(EXERCISE DESCRIPTION) Find the lines of the listing that contain the string "parsed", and return them.

::::::::

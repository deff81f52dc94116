use crate::error::{AppError, AppResult};
use serde::Deserialize;
use validator::Validate;

#[derive(Deserialize, Validate, Clone, Debug)]
pub struct Config {
    /// Key namespace of the Spaces collection.
    #[serde(default = "default_table_name")]
    #[validate(length(min = 1, max = 255))]
    pub spaces_table_name: String,

    /// Redis store; the in-process store is used when unset.
    #[serde(default)]
    pub redis_url: Option<String>,

    #[serde(default)]
    pub allowed_origin: Option<String>,
    /// Distribution domain serving the web client; `https://<domain>` is the
    /// allowed origin when `ALLOWED_ORIGIN` is unset.
    #[serde(default)]
    pub cloudfront_domain: Option<String>,

    #[serde(default = "default_host")]
    pub server_host: String,
    #[serde(default = "default_port")]
    #[validate(range(min = 1))]
    pub server_port: u16,

    #[serde(default = "default_jwt_secret")]
    pub jwt_secret: String,
    #[serde(default)]
    pub jwt_public_key_pem: Option<String>,

    #[serde(default = "default_log_level")]
    pub log_level: String,
    #[serde(default = "default_log_format")]
    pub log_format: String,

    #[serde(default)]
    #[validate(url)]
    pub alarm_webhook_url: Option<String>,
}

#[derive(Clone, Debug)]
pub struct LoggingConfig {
    pub level: String,
    pub format: String,
}

// Default value functions
fn default_table_name() -> String {
    "spaces".to_string()
}
fn default_host() -> String {
    "127.0.0.1".to_string()
}
fn default_port() -> u16 {
    8000
}
fn default_jwt_secret() -> String {
    "your-secret-key".to_string()
}
fn default_log_level() -> String {
    "info".to_string()
}
fn default_log_format() -> String {
    "json".to_string()
}

impl Default for Config {
    fn default() -> Self {
        Self {
            spaces_table_name: default_table_name(),
            redis_url: None,
            allowed_origin: None,
            cloudfront_domain: None,
            server_host: default_host(),
            server_port: default_port(),
            jwt_secret: default_jwt_secret(),
            jwt_public_key_pem: None,
            log_level: default_log_level(),
            log_format: default_log_format(),
            alarm_webhook_url: None,
        }
    }
}

impl Config {
    pub fn from_env() -> AppResult<Self> {
        dotenvy::dotenv().ok();

        let config = envy::from_env::<Config>()
            .map_err(|e| AppError::Config(format!("Failed to load config: {}", e)))?;

        config.validate_all()?;
        Ok(config)
    }

    pub fn validate_all(&self) -> AppResult<()> {
        self.validate()
            .map_err(|e| AppError::Config(format!("Invalid configuration: {}", e)))?;

        if self.jwt_public_key_pem.is_none() && self.jwt_secret == default_jwt_secret() {
            return Err(AppError::Config(
                "JWT_SECRET must be set to a secure value".to_string(),
            ));
        }

        if let Some(origin) = self.allowed_origin() {
            let parsed = url::Url::parse(&origin).map_err(|e| {
                AppError::Config(format!("Invalid allowed origin {}: {}", origin, e))
            })?;
            if parsed.origin().ascii_serialization() != origin {
                return Err(AppError::Config(format!(
                    "Allowed origin must be a bare scheme://host[:port], got {}",
                    origin
                )));
            }
        }

        Ok(())
    }

    /// The CORS origin: `ALLOWED_ORIGIN`, else `https://<CLOUDFRONT_DOMAIN>`.
    pub fn allowed_origin(&self) -> Option<String> {
        let explicit = self
            .allowed_origin
            .as_deref()
            .map(|o| o.trim().trim_end_matches('/'))
            .filter(|o| !o.is_empty());
        if let Some(origin) = explicit {
            return Some(origin.to_string());
        }

        self.cloudfront_domain
            .as_deref()
            .map(str::trim)
            .filter(|d| !d.is_empty())
            .map(|domain| format!("https://{}", domain))
    }

    pub fn server_address(&self) -> String {
        format!("{}:{}", self.server_host, self.server_port)
    }

    pub fn logging(&self) -> LoggingConfig {
        LoggingConfig {
            level: self.log_level.clone(),
            format: self.log_format.clone(),
        }
    }
}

::::::::

(SOLUTION TO THE PROBLEM)
            let parsed = url::Url::parse(&origin).map_err(|e| {
            if parsed.origin().ascii_serialization() != origin {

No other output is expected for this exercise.